Asset Manager designates a device as inactive when the Command Center doesn't receive a response from it for three consecutive indexing cycles of the shortest length. In this, shortest length is the shortest rescan interval of any collector in a zone. The response pertains to active responses only, not to passive (e.g., OSPF, BGP protocols) ones. An inactive device is dropped from zone reports and Asset Manager's database when it has been inactive for seven days. 

Devices created by any external source (Meraki, Qualys, Tenable, Infoblox) will go inactive if it is not active after two days and will age out after seven days.

The criteria for a device to go inactive is three times the shortest rescan interval of any collector in a single zone.

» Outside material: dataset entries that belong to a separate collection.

//! # appupdate Engine
//!
//! Crash-consistent self-update state for an application.
//!
//! On startup the engine merges three independently persisted pieces of
//! evidence into one state:
//! - **Status marker** - single line token written by whoever acted last
//! - **Metadata document** - the ready and downloading update records
//! - **Patch files** - `patch/update.mar` and `downloading/update.mar`
//!
//! From there a state machine drives updates forward, persisting every
//! transition before it becomes visible.
//!
//! ## Architecture
//!
//! ```text
//! ┌─────────────────────────────────────────┐
//! │             UpdateManager               │
//! │  (start_download, stage, apply, cancel) │
//! └──────────┬─────────────────┬────────────┘
//!            │ once at startup │ every mutation
//!            ▼                 ▼
//! ┌───────────────────┐ ┌─────────────────────────┐
//! │  StateReconciler  │ │ ApplicationUpdate-      │
//! │  (decision table) │ │ StateMachine            │
//! └─────────┬─────────┘ └──────┬───────────┬──────┘
//!           │                  │           │ spawned tasks
//!           ▼                  ▼           ▼
//! ┌─────────────────────────────────┐ ┌──────────────────┐
//! │       PersistedStateStore       │ │ PatchDownloader  │
//! │  update.status, metadata, mars  │ │ PatchApplier     │
//! └─────────────────────────────────┘ └──────────────────┘
//! ```
//!
//! ## Usage
//!
//! ```rust,ignore
//! use appupdate_engine::{UpdateConfig, UpdateManager};
//!
//! let manager = UpdateManager::new(config, downloader, applier)?;
//! let next = manager.state_transition();
//! manager.start_download(descriptor)?;
//! let state = next.await?;
//! ```

pub mod collaborator;
pub mod config;
pub mod error;
pub mod machine;
pub mod manager;
pub mod reconcile;
pub mod record;
pub mod status;
pub mod store;

pub use collaborator::{ApplyMode, ApplyRequest, PatchApplier, PatchDownloader, ProgressCallback};
pub use config::UpdateConfig;
pub use error::{codes, FailureCode, OperationFailure, Result, UpdateError};
pub use machine::{ApplicationUpdateStateMachine, DownloadTicket, MachineSettings};
pub use manager::UpdateManager;
pub use reconcile::{decide, ReconcileInput, ReconcileOutcome, StateReconciler};
pub use record::{
    compare_versions, MarRole, PatchDescriptor, PatchKind, PatchRecord, UpdateDescriptor,
    UpdateRecord, UpdateRecordValidity,
};
pub use status::{AppUpdateState, DownloadProgress, StatusToken};
pub use store::{PersistedState, PersistedStateStore};
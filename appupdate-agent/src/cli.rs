//! Command-line argument parsing.

use std::path::PathBuf;

use clap::{Parser, Subcommand};

/// appupdate agent - drives application self-updates
#[derive(Parser, Debug)]
#[command(name = "appupdate-agent")]
#[command(about = "appupdate agent - drives application self-updates")]
#[command(version)]
pub struct Args {
    /// Path to configuration file (optional, defaults used if not found)
    #[arg(short, long, env = "APPUPDATE_CONFIG")]
    pub config: Option<PathBuf>,

    /// Log level (trace, debug, info, warn, error)
    #[arg(short, long, env = "APPUPDATE_LOG_LEVEL")]
    pub log_level: Option<String>,

    /// Log format (pretty, json)
    #[arg(long, env = "APPUPDATE_LOG_FORMAT")]
    pub log_format: Option<String>,

    /// Update directory holding the status marker, metadata and patches
    #[arg(long, env = "APPUPDATE_DIR")]
    pub update_dir: Option<PathBuf>,

    /// Update channel (release, beta, nightly, esr)
    #[arg(long)]
    pub channel: Option<String>,

    /// Use the privileged service helper
    #[arg(long)]
    pub use_service: bool,

    #[command(subcommand)]
    pub command: Command,
}

#[derive(Subcommand, Debug, Clone, PartialEq, Eq)]
pub enum Command {
    /// Print the reconciled update state as JSON
    Status,

    /// Download an update described by a JSON descriptor file
    Download {
        /// Path to the update descriptor
        descriptor: PathBuf,
    },

    /// Resume the download left over from a previous session
    Resume,

    /// Stage the ready update for the next restart
    Stage,

    /// Apply the ready update in place
    Apply,

    /// Cancel the download left over from a previous session
    Cancel,
}

#[cfg(test)]
mod tests {
    use super::*;

    #[test]
    fn test_parse_download() {
        let args = Args::parse_from([
            "appupdate-agent",
            "--update-dir",
            "/tmp/updates",
            "download",
            "offer.json",
        ]);
        assert_eq!(args.update_dir, Some(PathBuf::from("/tmp/updates")));
        assert_eq!(
            args.command,
            Command::Download {
                descriptor: PathBuf::from("offer.json")
            }
        );
    }

    #[test]
    fn test_parse_flags() {
        let args = Args::parse_from(["appupdate-agent", "--use-service", "-l", "debug", "apply"]);
        assert!(args.use_service);
        assert_eq!(args.log_level.as_deref(), Some("debug"));
        assert_eq!(args.command, Command::Apply);
    }
}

For example, in a zone with Collector A and Collector B, where Collector A has a rescan interval of 5 and Collector B has a rescan interval of 20, the device will be flagged as inactive if the system does not receive a response in 15 minutes (3 x 5). If that inactivity persists for 7 days, that device will be dropped from new reports generated. 

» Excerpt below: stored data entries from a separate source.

//! On-disk update state
//!
//! Layout under the update root:
//!
//! ```text
//! <update_dir>/
//! ├── update.status        single line status token
//! ├── active-update.json   ready/downloading records, history, attempts
//! ├── patch/update.mar     ready-to-apply patch
//! └── downloading/update.mar
//! ```
//!
//! Reads never fail: anything missing, unreadable or unparseable comes back
//! as `none` or as an absent record. Writes go to a temp file in the same
//! directory and are renamed over the canonical path.

use std::fs;
use std::io::{self, Write};
use std::path::{Path, PathBuf};

use serde::{Deserialize, Serialize};
use serde_json::Value;
use tempfile::NamedTempFile;
use tracing::{debug, info, instrument, warn};

use crate::error::Result;
use crate::record::{MarRole, UpdateRecord};
use crate::status::StatusToken;

/// Name of the status marker file
pub const STATUS_FILE: &str = "update.status";
/// Name of the update metadata document
pub const METADATA_FILE: &str = "active-update.json";
/// Name of the patch file inside a role directory
pub const MAR_FILE: &str = "update.mar";

/// Everything the store persists, as one value.
#[derive(Debug, Clone, Default, PartialEq, Eq, Serialize, Deserialize)]
pub struct PersistedState {
    /// Contents of the status marker; not part of the metadata document
    #[serde(skip)]
    pub status: StatusToken,

    /// Update whose patch is fully downloaded
    #[serde(default, skip_serializing_if = "Option::is_none")]
    pub ready: Option<UpdateRecord>,

    /// Update currently being fetched
    #[serde(default, skip_serializing_if = "Option::is_none")]
    pub downloading: Option<UpdateRecord>,

    /// Finished updates, newest first
    #[serde(default)]
    pub history: Vec<UpdateRecord>,

    /// Consecutive failed download attempts
    #[serde(default)]
    pub download_attempts: u32,
}

/// Reads and writes the status marker, the metadata document and the
/// patch directories of one update root.
#[derive(Debug, Clone)]
pub struct PersistedStateStore {
    root: PathBuf,
}

impl PersistedStateStore {
    pub fn new(root: impl Into<PathBuf>) -> Self {
        Self { root: root.into() }
    }

    pub fn root(&self) -> &Path {
        &self.root
    }

    pub fn status_path(&self) -> PathBuf {
        self.root.join(STATUS_FILE)
    }

    pub fn metadata_path(&self) -> PathBuf {
        self.root.join(METADATA_FILE)
    }

    pub fn patch_dir(&self, role: MarRole) -> PathBuf {
        self.root.join(role.dir_name())
    }

    /// Canonical mar location for a role.
    pub fn mar_path(&self, role: MarRole) -> PathBuf {
        self.patch_dir(role).join(MAR_FILE)
    }

    /// Whether the mar for `role` exists on disk.
    pub fn patch_mar_exists(&self, role: MarRole) -> bool {
        self.mar_path(role).is_file()
    }

    /// Read the status marker and the metadata document independently.
    #[instrument(skip(self), fields(root = %self.root.display()))]
    pub fn read(&self) -> PersistedState {
        let mut state = self.read_metadata();
        state.status = self.read_status();
        debug!(
            status = %state.status,
            ready = state.ready.is_some(),
            downloading = state.downloading.is_some(),
            history = state.history.len(),
            "Read persisted update state"
        );
        state
    }

    /// Read only the status marker.
    pub fn read_status(&self) -> StatusToken {
        let path = self.status_path();
        match fs::read_to_string(&path) {
            Ok(content) => {
                let line = content.lines().next().unwrap_or_default();
                let token = StatusToken::parse(line);
                if let StatusToken::Unrecognized(raw) = &token {
                    warn!(path = %path.display(), raw = %raw, "Unrecognized status marker");
                }
                token
            }
            Err(e) if e.kind() == io::ErrorKind::NotFound => StatusToken::None,
            Err(e) => {
                warn!(path = %path.display(), error = %e, "Failed to read status marker");
                StatusToken::None
            }
        }
    }

    fn read_metadata(&self) -> PersistedState {
        let path = self.metadata_path();
        let content = match fs::read_to_string(&path) {
            Ok(content) => content,
            Err(e) if e.kind() == io::ErrorKind::NotFound => return PersistedState::default(),
            Err(e) => {
                warn!(path = %path.display(), error = %e, "Failed to read update metadata");
                return PersistedState::default();
            }
        };

        let document: Value = match serde_json::from_str(&content) {
            Ok(Value::Object(map)) => Value::Object(map),
            Ok(_) => {
                warn!(path = %path.display(), "Update metadata is not an object, ignoring");
                return PersistedState::default();
            }
            Err(e) => {
                warn!(path = %path.display(), error = %e, "Corrupt update metadata, ignoring");
                return PersistedState::default();
            }
        };

        PersistedState {
            status: StatusToken::None,
            ready: parse_entry(&document, "ready"),
            downloading: parse_entry(&document, "downloading"),
            history: parse_entry(&document, "history").unwrap_or_default(),
            download_attempts: parse_entry(&document, "download_attempts").unwrap_or_default(),
        }
    }

    /// Persist the metadata document, then the status marker.
    ///
    /// Each file is replaced atomically; a reader sees either the old or the
    /// new contents of each, never a partial write.
    #[instrument(skip(self, state), fields(status = %state.status))]
    pub fn write(&self, state: &PersistedState) -> Result<()> {
        fs::create_dir_all(&self.root)?;

        let document = serde_json::to_vec_pretty(state)?;
        write_atomic(&self.metadata_path(), &document)?;
        write_atomic(&self.status_path(), format!("{}\n", state.status).as_bytes())?;

        debug!(
            ready = state.ready.is_some(),
            downloading = state.downloading.is_some(),
            "Persisted update state"
        );
        Ok(())
    }

    /// Create the directory for a role and return the mar path inside it.
    pub fn prepare_patch_dir(&self, role: MarRole) -> Result<PathBuf> {
        fs::create_dir_all(self.patch_dir(role))?;
        Ok(self.mar_path(role))
    }

    /// Remove a role directory and everything in it. Missing is fine.
    pub fn remove_patch_dir(&self, role: MarRole) -> Result<()> {
        let dir = self.patch_dir(role);
        match fs::remove_dir_all(&dir) {
            Ok(()) => {
                info!(dir = %dir.display(), role = %role, "Removed patch directory");
                Ok(())
            }
            Err(e) if e.kind() == io::ErrorKind::NotFound => Ok(()),
            Err(e) => Err(e.into()),
        }
    }

    /// Move the downloaded mar into the ready directory, replacing whatever
    /// was there, and drop the downloading directory.
    pub fn promote_downloading(&self) -> Result<PathBuf> {
        self.remove_patch_dir(MarRole::Ready)?;
        let dest = self.prepare_patch_dir(MarRole::Ready)?;
        fs::rename(self.mar_path(MarRole::Downloading), &dest)?;
        self.remove_patch_dir(MarRole::Downloading)?;
        info!(mar = %dest.display(), "Promoted downloaded patch to ready");
        Ok(dest)
    }

    /// Undo [`promote_downloading`](Self::promote_downloading): move the
    /// ready mar back so the download can be reported again.
    pub fn restore_downloading(&self) -> Result<PathBuf> {
        let dest = self.prepare_patch_dir(MarRole::Downloading)?;
        fs::rename(self.mar_path(MarRole::Ready), &dest)?;
        self.remove_patch_dir(MarRole::Ready)?;
        info!(mar = %dest.display(), "Returned patch to downloading directory");
        Ok(dest)
    }
}

fn parse_entry<T: serde::de::DeserializeOwned>(document: &Value, key: &str) -> Option<T> {
    let value = document.get(key)?;
    if value.is_null() {
        return None;
    }
    match serde_json::from_value(value.clone()) {
        Ok(parsed) => Some(parsed),
        Err(e) => {
            warn!(entry = key, error = %e, "Corrupt update metadata entry, ignoring");
            None
        }
    }
}

fn write_atomic(path: &Path, contents: &[u8]) -> io::Result<()> {
    let dir = path.parent().unwrap_or_else(|| Path::new("."));
    let mut tmp = NamedTempFile::new_in(dir)?;
    tmp.write_all(contents)?;
    tmp.as_file().sync_all()?;
    tmp.persist(path).map_err(|e| e.error)?;
    Ok(())
}

#[cfg(test)]
mod tests {
    use super::*;
    use crate::record::{PatchKind, PatchRecord};
    use chrono::Utc;
    use tempfile::TempDir;

    fn record(version: &str, state: StatusToken) -> UpdateRecord {
        UpdateRecord {
            target_version: version.to_string(),
            state: state.clone(),
            release_notes_uri: None,
            patches: vec![PatchRecord {
                url: format!("https://updates.example.com/{}.mar", version),
                patch_kind: PatchKind::Complete,
                state,
                mar_path: None,
                size: Some(4),
                sha256: None,
                selected: true,
            }],
            updated_at: Utc::now(),
        }
    }

    #[test]
    fn test_empty_root_reads_as_none() {
        let dir = TempDir::new().unwrap();
        let store = PersistedStateStore::new(dir.path().join("missing"));

        let state = store.read();
        assert_eq!(state, PersistedState::default());
        assert!(!store.patch_mar_exists(MarRole::Ready));
    }

    #[test]
    fn test_write_then_read() {
        let dir = TempDir::new().unwrap();
        let store = PersistedStateStore::new(dir.path());

        let state = PersistedState {
            status: StatusToken::Failed(7),
            ready: Some(record("2.0", StatusToken::Pending)),
            downloading: Some(record("3.0", StatusToken::Downloading)),
            history: vec![record("1.0", StatusToken::Succeeded)],
            download_attempts: 1,
        };
        store.write(&state).unwrap();

        assert_eq!(
            fs::read_to_string(store.status_path()).unwrap(),
            "failed:7\n"
        );
        assert_eq!(store.read(), state);
    }

    #[test]
    fn test_corrupt_files_read_as_none() {
        let dir = TempDir::new().unwrap();
        let store = PersistedStateStore::new(dir.path());
        fs::write(store.metadata_path(), "{ not json").unwrap();
        fs::write(store.status_path(), [0xff, 0xfe, 0x00]).unwrap();

        let state = store.read();
        assert_eq!(state.status, StatusToken::None);
        assert!(state.ready.is_none());
        assert!(state.downloading.is_none());
    }

    #[test]
    fn test_corrupt_entry_does_not_poison_document() {
        let dir = TempDir::new().unwrap();
        let store = PersistedStateStore::new(dir.path());
        let good = serde_json::to_value(record("3.0", StatusToken::Downloading)).unwrap();
        let document = serde_json::json!({
            "ready": { "target_version": 12 },
            "downloading": good,
        });
        fs::write(store.metadata_path(), document.to_string()).unwrap();
        fs::write(store.status_path(), "downloading\n").unwrap();

        let state = store.read();
        assert_eq!(state.status, StatusToken::Downloading);
        assert!(state.ready.is_none());
        assert_eq!(state.downloading.unwrap().target_version, "3.0");
    }

    #[test]
    fn test_unrecognized_marker_is_kept() {
        let dir = TempDir::new().unwrap();
        let store = PersistedStateStore::new(dir.path());
        fs::write(store.status_path(), "half-writ\n").unwrap();

        assert_eq!(
            store.read_status(),
            StatusToken::Unrecognized("half-writ".to_string())
        );
    }

    #[test]
    fn test_promote_downloading() {
        let dir = TempDir::new().unwrap();
        let store = PersistedStateStore::new(dir.path());
        let old = store.prepare_patch_dir(MarRole::Ready).unwrap();
        fs::write(&old, b"old").unwrap();
        let partial = store.prepare_patch_dir(MarRole::Downloading).unwrap();
        fs::write(&partial, b"new").unwrap();

        let ready = store.promote_downloading().unwrap();

        assert_eq!(fs::read(&ready).unwrap(), b"new");
        assert!(!store.patch_dir(MarRole::Downloading).exists());
        assert!(store.patch_mar_exists(MarRole::Ready));
    }

    #[test]
    fn test_restore_downloading() {
        let dir = TempDir::new().unwrap();
        let store = PersistedStateStore::new(dir.path());
        let partial = store.prepare_patch_dir(MarRole::Downloading).unwrap();
        fs::write(&partial, b"MAR1").unwrap();
        store.promote_downloading().unwrap();

        let restored = store.restore_downloading().unwrap();

        assert_eq!(restored, store.mar_path(MarRole::Downloading));
        assert_eq!(fs::read(&restored).unwrap(), b"MAR1");
        assert!(!store.patch_dir(MarRole::Ready).exists());
    }

    #[test]
    fn test_remove_missing_dir_is_ok() {
        let dir = TempDir::new().unwrap();
        let store = PersistedStateStore::new(dir.path());
        assert!(store.remove_patch_dir(MarRole::Downloading).is_ok());
    }
}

Passive discovery (broadcast, OSPF, BGP) does not depend on collector rescan interval because passive discovery never sends out packets. The rescan interval can be set to anything and passive discovery types will not be not impacted.

The thresholds on when devices become inactive, device attributes removed, or device removed can be changed with database commands and updating the expireDataMins or maxDeviceAge fields in the system.config table.

For example the sql command insert into system.config (key,value) values('maxDeviceAge',20160); will change the threshold of device deletion from the default of 7 days to 14 days.